Government agency investigating economic and organised crimes in Ghana

The Economic and Organised Crime Office (EOCO) is a law enforcement agency in Ghana responsible for investigating, prosecuting, and recovering proceeds of serious economic and organised crimes. EOCO was established under the Economic and Organised Crime Office Act, 2010 (Act 804) and replaced the Serious Fraud Office.
==History==
EOCO was formed in 2010 to address increasing concerns over economic crimes, corruption, fraud, and organised crime in Ghana. It consolidated functions from the defunct Serious Fraud Office and expanded its mandate to include human trafficking, cybercrime, and money laundering.

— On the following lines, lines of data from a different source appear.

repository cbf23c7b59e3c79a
//! Disposer: the one-shot cleanup an activated module hands back.

use std::fmt;
use std::future::Future;
use std::pin::Pin;

type DisposeFuture = Pin<Box<dyn Future<Output = ()> + Send>>;

pub struct Disposer(Box<dyn FnOnce() -> DisposeFuture + Send>);

impl Disposer {
    /// Asynchronous cleanup.
    pub fn new<F, Fut>(dispose: F) -> Self
    where
        F: FnOnce() -> Fut + Send + 'static,
        Fut: Future<Output = ()> + Send + 'static,
    {
        Self(Box::new(move || Box::pin(dispose())))
    }

    /// Synchronous cleanup.
    pub fn from_fn<F>(dispose: F) -> Self
    where
        F: FnOnce() + Send + 'static,
    {
        Self::new(move || async move { dispose() })
    }

    /// For modules that return nothing to clean up.
    pub fn noop() -> Self {
        Self::new(|| async {})
    }

    /// Run the cleanup to completion.
    pub async fn dispose(self) {
        (self.0)().await
    }
}

impl fmt::Debug for Disposer {
    fn fmt(&self, f: &mut fmt::Formatter<'_>) -> fmt::Result {
        f.write_str("Disposer")
    }
}

#[cfg(test)]
mod tests {
    use std::sync::Arc;
    use std::sync::atomic::{AtomicBool, Ordering};

    use super::*;

    #[tokio::test]
    async fn test_sync_and_async_disposers_run() {
        let sync_ran = Arc::new(AtomicBool::new(false));
        let flag = Arc::clone(&sync_ran);
        Disposer::from_fn(move || flag.store(true, Ordering::SeqCst))
            .dispose()
            .await;
        assert!(sync_ran.load(Ordering::SeqCst));

        let async_ran = Arc::new(AtomicBool::new(false));
        let flag = Arc::clone(&async_ran);
        Disposer::new(move || async move {
            tokio::task::yield_now().await;
            flag.store(true, Ordering::SeqCst);
        })
        .dispose()
        .await;
        assert!(async_ran.load(Ordering::SeqCst));
    }

    #[tokio::test]
    async fn test_noop_disposer() {
        Disposer::noop().dispose().await;
    }
}
//! Module loading seam.
//!
//! A loader turns an address into a `Module`; activating the module runs its
//! entry point and yields the disposer for that instance.

use anyhow::Result;
use async_trait::async_trait;
use url::Url;

use super::Disposer;

/// A loaded, not yet activated module instance.
pub trait Module: Send {
    /// Run the module's entry point. Consumes the module: one activation per load.
    fn activate(self: Box<Self>) -> Result<Disposer>;
}

impl<F> Module for F
where
    F: FnOnce() -> Result<Disposer> + Send,
{
    fn activate(self: Box<Self>) -> Result<Disposer> {
        (*self)()
    }
}

#[async_trait]
pub trait ModuleLoader: Send + Sync {
    /// Load the module at `url` (run id already in the query).
    async fn load(&self, url: &Url) -> Result<Box<dyn Module>>;
}
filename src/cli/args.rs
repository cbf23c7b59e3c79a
//! Command-line interface definitions.

use clap::{ColorChoice, Parser, Subcommand};
use std::path::PathBuf;

use crate::config::LoaderKind;

/// Live-reload client for the swdev dev server
#[derive(Parser, Debug, Clone)]
#[command(version, about, long_about = None, arg_required_else_help = true)]
pub struct Cli {
    /// Control colored output (auto, always, never)
    #[arg(long, global = true, default_value = "auto")]
    pub color: ColorChoice,

    /// Config file path (default: swdev.toml)
    #[arg(short = 'C', long, global = true, default_value = "swdev.toml", value_hint = clap::ValueHint::FilePath)]
    pub config: PathBuf,

    /// Enable verbose output for debugging
    #[arg(short = 'v', long, global = true)]
    pub verbose: bool,

    /// subcommands
    #[command(subcommand)]
    pub command: Commands,
}

/// Available subcommands
#[derive(Subcommand, Debug, Clone)]
pub enum Commands {
    /// Attach to the dev server and run a module with live reload
    #[command(visible_alias = "s")]
    Start {
        /// Module address, absolute or relative to the page origin (default: module.url)
        url: Option<String>,

        /// Prefix run ids with `nocache-` so every cache layer is bypassed
        #[arg(long)]
        nocache: bool,

        /// How the module is loaded
        #[arg(short, long, value_enum)]
        loader: Option<LoaderKind>,

        /// Dev server origin (e.g., http://localhost:7777)
        #[arg(short, long)]
        origin: Option<String>,
    },

    /// Ask the dev server to revalidate resources
    #[command(visible_alias = "r")]
    Revalidate {
        /// Paths (`/`-relative) or absolute URLs
        #[arg(required = true)]
        paths: Vec<String>,

        /// Dev server origin (e.g., http://localhost:7777)
        #[arg(short, long)]
        origin: Option<String>,
    },
}

#[cfg(test)]
mod tests {
    use super::*;

    #[test]
    fn test_start_args() {
        let cli = Cli::parse_from([
            "swdev", "-v", "start", "/app.so", "--nocache", "--loader", "process",
        ]);
        assert!(cli.verbose);
        match cli.command {
            Commands::Start {
                url,
                nocache,
                loader,
                origin,
            } => {
                assert_eq!(url.as_deref(), Some("/app.so"));
                assert!(nocache);
                assert_eq!(loader, Some(LoaderKind::Process));
                assert_eq!(origin, None);
            }
            other => panic!("unexpected command: {other:?}"),
        }
    }

    #[test]
    fn test_revalidate_requires_paths() {
        assert!(Cli::try_parse_from(["swdev", "revalidate"]).is_err());

        let cli = Cli::parse_from(["swdev", "revalidate", "/a.js", "https://x/b.js"]);
        assert!(matches!(
            cli.command,
            Commands::Revalidate { ref paths, .. } if paths.len() == 2
        ));
    }

    #[test]
    fn test_config_flag_is_global() {
        let cli = Cli::parse_from(["swdev", "start", "-C", "dev/swdev.toml"]);
        assert_eq!(cli.config, PathBuf::from("dev/swdev.toml"));
    }
}
//! Background worker controller.
//!
//! Installs the page-scoped worker that intermediates network traffic and
//! keeps it current:
//!
//! ```text
//! subscribe(controller change) -> register(script) -> ready -> installed = true
//!                                                               |
//!                                               every 60s: registration.update()
//! ```
//!
//! A controller change after `installed` means the worker replaced itself
//! mid-session; resources fetched under the old one may be stale, so the
//! developer is told to reload. The change seen during the first install is
//! expected and stays silent.

mod host;
mod http;

pub use host::{ControllerListener, Registration, WorkerHost};
pub use http::HttpWorkerHost;

use std::sync::Arc;
use std::sync::atomic::{AtomicBool, AtomicUsize, Ordering};
use std::time::Duration;

use parking_lot::Mutex;
use tokio::task::JoinHandle;

use crate::error::ReloadError;

pub const STALE_CONTROLLER_WARNING: &str = "service-worker updated. reload it.";

pub struct WorkerController {
    host: Option<Arc<dyn WorkerHost>>,
    script: String,
    update_interval: Duration,
    installed: Arc<AtomicBool>,
    stale_warnings: Arc<AtomicUsize>,
    update_timer: Mutex<Option<JoinHandle<()>>>,
}

impl WorkerController {
    /// `host` is `None` when the environment has no worker capability.
    pub fn new(
        host: Option<Arc<dyn WorkerHost>>,
        script: impl Into<String>,
        update_interval: Duration,
    ) -> Self {
        Self {
            host,
            script: script.into(),
            update_interval,
            installed: Arc::new(AtomicBool::new(false)),
            stale_warnings: Arc::new(AtomicUsize::new(0)),
            update_timer: Mutex::new(None),
        }
    }

    /// Register the worker, wait until it serves the page, start update polling.
    pub async fn setup(&self) -> Result<(), ReloadError> {
        let host = self
            .host
            .as_ref()
            .ok_or(ReloadError::UnsupportedEnvironment)?;

        // Subscribe before registering: the first claim can fire during register()
        let installed = Arc::clone(&self.installed);
        let stale_warnings = Arc::clone(&self.stale_warnings);
        host.on_controller_change(Box::new(move || {
            if installed.load(Ordering::SeqCst) {
                stale_warnings.fetch_add(1, Ordering::SeqCst);
                crate::warn!("{}", STALE_CONTROLLER_WARNING);
            } else {
                crate::debug!("worker"; "worker took control");
            }
        }));

        let registration = host
            .register(&self.script)
            .await
            .map_err(ReloadError::Registration)?;
        host.ready().await.map_err(ReloadError::Registration)?;
        self.installed.store(true, Ordering::SeqCst);
        crate::debug!("worker"; "ready");

        let timer = tokio::spawn(poll_updates(registration, self.update_interval));
        if let Some(previous) = self.update_timer.lock().replace(timer) {
            previous.abort();
        }
        Ok(())
    }

    pub fn is_installed(&self) -> bool {
        self.installed.load(Ordering::SeqCst)
    }

    /// Number of mid-session takeovers reported to the developer.
    pub fn stale_warnings(&self) -> usize {
        self.stale_warnings.load(Ordering::SeqCst)
    }

    /// Stop update polling.
    pub fn shutdown(&self) {
        if let Some(timer) = self.update_timer.lock().take() {
            timer.abort();
        }
    }
}

impl Drop for WorkerController {
    fn drop(&mut self) {
        self.shutdown();
    }
}

/// Fire-and-forget update checks; failures never leave this loop.
async fn poll_updates(registration: Arc<dyn Registration>, every: Duration) {
    let mut ticker = tokio::time::interval(every);
    ticker.set_missed_tick_behavior(tokio::time::MissedTickBehavior::Delay);
    // First tick completes immediately; registration just happened
    ticker.tick().await;
    loop {
        ticker.tick().await;
        if let Err(e) = registration.update().await {
            crate::debug!("worker"; "update check failed: {:#}", e);
        }
    }
}

// =============================================================================
// Tests
// =============================================================================
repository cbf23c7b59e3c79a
//! Configuration error types.

use std::path::PathBuf;
use thiserror::Error;

/// Configuration-related errors
#[derive(Debug, Error)]
pub enum ConfigError {
    #[error("IO error when reading `{0}`")]
    Io(PathBuf, #[source] std::io::Error),

    #[error("Config file parsing error")]
    Toml(#[from] toml::de::Error),

    #[error("Config validation error: {0}")]
    Validation(String),
}
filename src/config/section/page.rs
//! `[page]` section configuration.
//!
//! ```toml
//! [page]
//! origin = "http://localhost:7777"   # dev server the client is attached to
//! ```

use serde::{Deserialize, Serialize};

/// Page settings.
#[derive(Debug, Clone, Serialize, Deserialize)]
#[serde(default)]
pub struct PageConfig {
    /// Scheme, host and port that `/`-relative paths resolve against.
    pub origin: String,
}

impl Default for PageConfig {
    fn default() -> Self {
        Self {
            origin: "http://localhost:7777".into(),
        }
    }
}
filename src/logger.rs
//! Logging utilities with colored module prefixes.
//!
//! This module provides:
//! - `log!` macro for formatted terminal output with colored prefixes
//! - `debug!` macro, only printed in verbose mode
//! - `warn!` macro for user-facing warnings (stderr)
//!
//! # Example
//!
//! ```ignore
//! log!("run"; "{}", run_id);
//! debug!("channel"; "frame: {}", text);
//! warn!("service-worker updated. reload it.");
//! ```

use owo_colors::OwoColorize;
use std::{
    io::{Write, stderr, stdout},
    sync::atomic::{AtomicBool, Ordering},
};

/// Global verbose flag (set by --verbose CLI argument)
static VERBOSE: AtomicBool = AtomicBool::new(false);

/// Set verbose mode globally
pub fn set_verbose(v: bool) {
    VERBOSE.store(v, Ordering::SeqCst);
}

/// Check if verbose mode is enabled
pub fn is_verbose() -> bool {
    VERBOSE.load(Ordering::SeqCst)
}

// ============================================================================
// Log Macros
// ============================================================================

/// Log a message with a colored module prefix
///
/// # Usage
/// ```ignore
/// log!("module"; "message with {} formatting", args);
/// ```
#[macro_export]
macro_rules! log {
    ($module:expr; $($arg:tt)*) => {{
        $crate::logger::log($module, &format!($($arg)*))
    }};
}

/// Log a debug message (only shown when --verbose is enabled)
///
/// # Usage
/// ```ignore
/// debug!("module"; "debug info: {}", value);
/// ```
#[macro_export]
macro_rules! debug {
    ($module:expr; $($arg:tt)*) => {{
        if $crate::logger::is_verbose() {
            $crate::logger::log($module, &format!($($arg)*))
        }
    }};
}

/// Print a warning the developer has to act on (always shown, stderr)
#[macro_export]
macro_rules! warn {
    ($($arg:tt)*) => {{
        $crate::logger::warn(&format!($($arg)*))
    }};
}

// ============================================================================
// Helper Functions
// ============================================================================

/// Log a message with a colored module prefix
#[inline]
pub fn log(module: &str, message: &str) {
    let module_lower = module.to_ascii_lowercase();
    let prefix = colorize_prefix(module, &module_lower);

    let mut stdout = stdout().lock();
    writeln!(stdout, "{prefix} {message}").ok();
    stdout.flush().ok();
}

/// Write a warning line to stderr
pub fn warn(message: &str) {
    let prefix = colorize_prefix("warning", "warning");

    let mut stderr = stderr().lock();
    writeln!(stderr, "{prefix} {message}").ok();
    stderr.flush().ok();
}

/// Apply color to a module prefix based on module type
#[inline]
fn colorize_prefix(module: &str, module_lower: &str) -> String {
    let prefix = format!("[{module}]");
    match module_lower {
        "swdev" => prefix.bright_blue().bold().to_string(),
        "run" => prefix.bright_green().bold().to_string(),
        "error" => prefix.bright_red().bold().to_string(),
        "warning" => prefix.bright_magenta().bold().to_string(),
        _ => prefix.bright_yellow().bold().to_string(),
    }
}

// ============================================================================
// Tests
// ============================================================================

The agency operates under the Ministry of Justice and the Attorney-General but functions independently in its investigations.

== Notable cases ==

=== Large-scale asset recoveries ===

- EOCO recovered GH¢214.64 million in proceeds of crime. GH¢35.34 million was remitted directly into the Consolidated Fund, and the remainder (GH¢179.29 million) recovered indirectly.
- By September 2022, EOCO had recovered GH¢27.55 million, with GH¢11.14 million remitted directly to the Consolidated Fund.
- From 2014 to March 2019, EOCO recovered GH¢99,165,369.29 from various economic crimes including tax fraud, money laundering, payroll fraud, and false pretences.

=== Human trafficking & job-scam rings ===

- EOCO rescued 26 victims from a human trafficking syndicate exploiting the QNET brand. Nine suspects were arrested.
- 35 suspects arrested in Oyarifa for luring over 200 victims with fake job opportunities. Victims were forced into exploitative labor and cybercrime.

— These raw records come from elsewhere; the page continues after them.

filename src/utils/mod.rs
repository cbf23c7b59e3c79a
//! Utility modules.

pub mod exec;
//! Run correlation id.
//!
//! Appended to the module address to defeat URL-keyed caches and used to
//! tag log lines of one activation.

use std::fmt;

use url::Url;

const NOCACHE_PREFIX: &str = "nocache-";

#[derive(Debug, Clone, PartialEq, Eq, Hash)]
pub struct RunId(String);

impl RunId {
    /// Fresh random id, `nocache-` prefixed when the caller bypasses caches.
    pub fn generate(nocache: bool) -> Self {
        let suffix = format!("{:016x}", rand::random::<u64>());
        if nocache {
            Self(format!("{NOCACHE_PREFIX}{suffix}"))
        } else {
            Self(suffix)
        }
    }

    pub fn as_str(&self) -> &str {
        &self.0
    }

    pub fn is_nocache(&self) -> bool {
        self.0.starts_with(NOCACHE_PREFIX)
    }

    /// Copy of `url` with this id appended to its query.
    pub fn apply_to(&self, url: &Url) -> Url {
        let mut tagged = url.clone();
        let query = match url.query() {
            Some(q) if !q.is_empty() => format!("{q}&{}", self.0),
            _ => self.0.clone(),
        };
        tagged.set_query(Some(&query));
        tagged
    }
}

impl fmt::Display for RunId {
    fn fmt(&self, f: &mut fmt::Formatter<'_>) -> fmt::Result {
        f.write_str(&self.0)
    }
}
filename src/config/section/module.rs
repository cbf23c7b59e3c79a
//! `[module]` section configuration.
//!
//! ```toml
//! [module]
//! url = "/app.so"                  # module address (relative to page.origin)
//! loader = "dylib"                 # "dylib" or "process"
//! entry_symbol = "swdev_main"      # dylib entry point
//! cache_dir = ".swdev/modules"     # where downloaded libraries are written
//! command = ["./target/debug/app"] # process loader command line
//! nocache = false                  # prefix run ids with `nocache-`
//! ```

use std::path::PathBuf;

use serde::{Deserialize, Serialize};

/// How a module address is turned into a running instance.
#[derive(Debug, Clone, Copy, PartialEq, Eq, Serialize, Deserialize, clap::ValueEnum)]
#[serde(rename_all = "lowercase")]
pub enum LoaderKind {
    /// Open a dynamic library and call its entry symbol.
    Dylib,
    /// Spawn an external command, kill it on dispose.
    Process,
}

/// Module loading settings.
#[derive(Debug, Clone, Serialize, Deserialize)]
#[serde(default)]
pub struct ModuleConfig {
    /// Default module address when none is given on the command line.
    pub url: Option<String>,
    pub loader: LoaderKind,
    pub entry_symbol: String,
    pub cache_dir: PathBuf,
    pub command: Vec<String>,
    pub nocache: bool,
}

impl Default for ModuleConfig {
    fn default() -> Self {
        Self {
            url: None,
            loader: LoaderKind::Dylib,
            entry_symbol: "swdev_main".into(),
            cache_dir: PathBuf::from(".swdev/modules"),
            command: Vec::new(),
            nocache: false,
        }
    }
}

=== High-Profile Investigations ===

- Investigation of a $72 million procurement by the Ghana Social Security and National Insurance Trust.
- EOCO froze assets and bank accounts of former COCOBOD Stephen Opuni over fraud allegations.
- EOCO took over investigations from Office of the Special Prosecutor in 2024 concerning allegations of money laundering by the former Minister for Sanitation and Water Resources.
- EOCO re-arrests former CEO of National Food and Buffer Stock Company, Hanan Abdul-Wahab Aludiba, and his wife , Hajia Fazia Seidu Wuni shortly after the Attorney General discontinued charges against in an investigation.
- Dennis Miracles Aboagye arrested by EOCO over alleged involvement in GHC55 million procurement irregularities during his tenure as the Executive Secretary of Inter-Ministerial Coordinating Committee on Decentralization.

==See also==
- Corruption in Ghana
- Law enforcement in Ghana
- Office of the Special Prosecutor (Ghana)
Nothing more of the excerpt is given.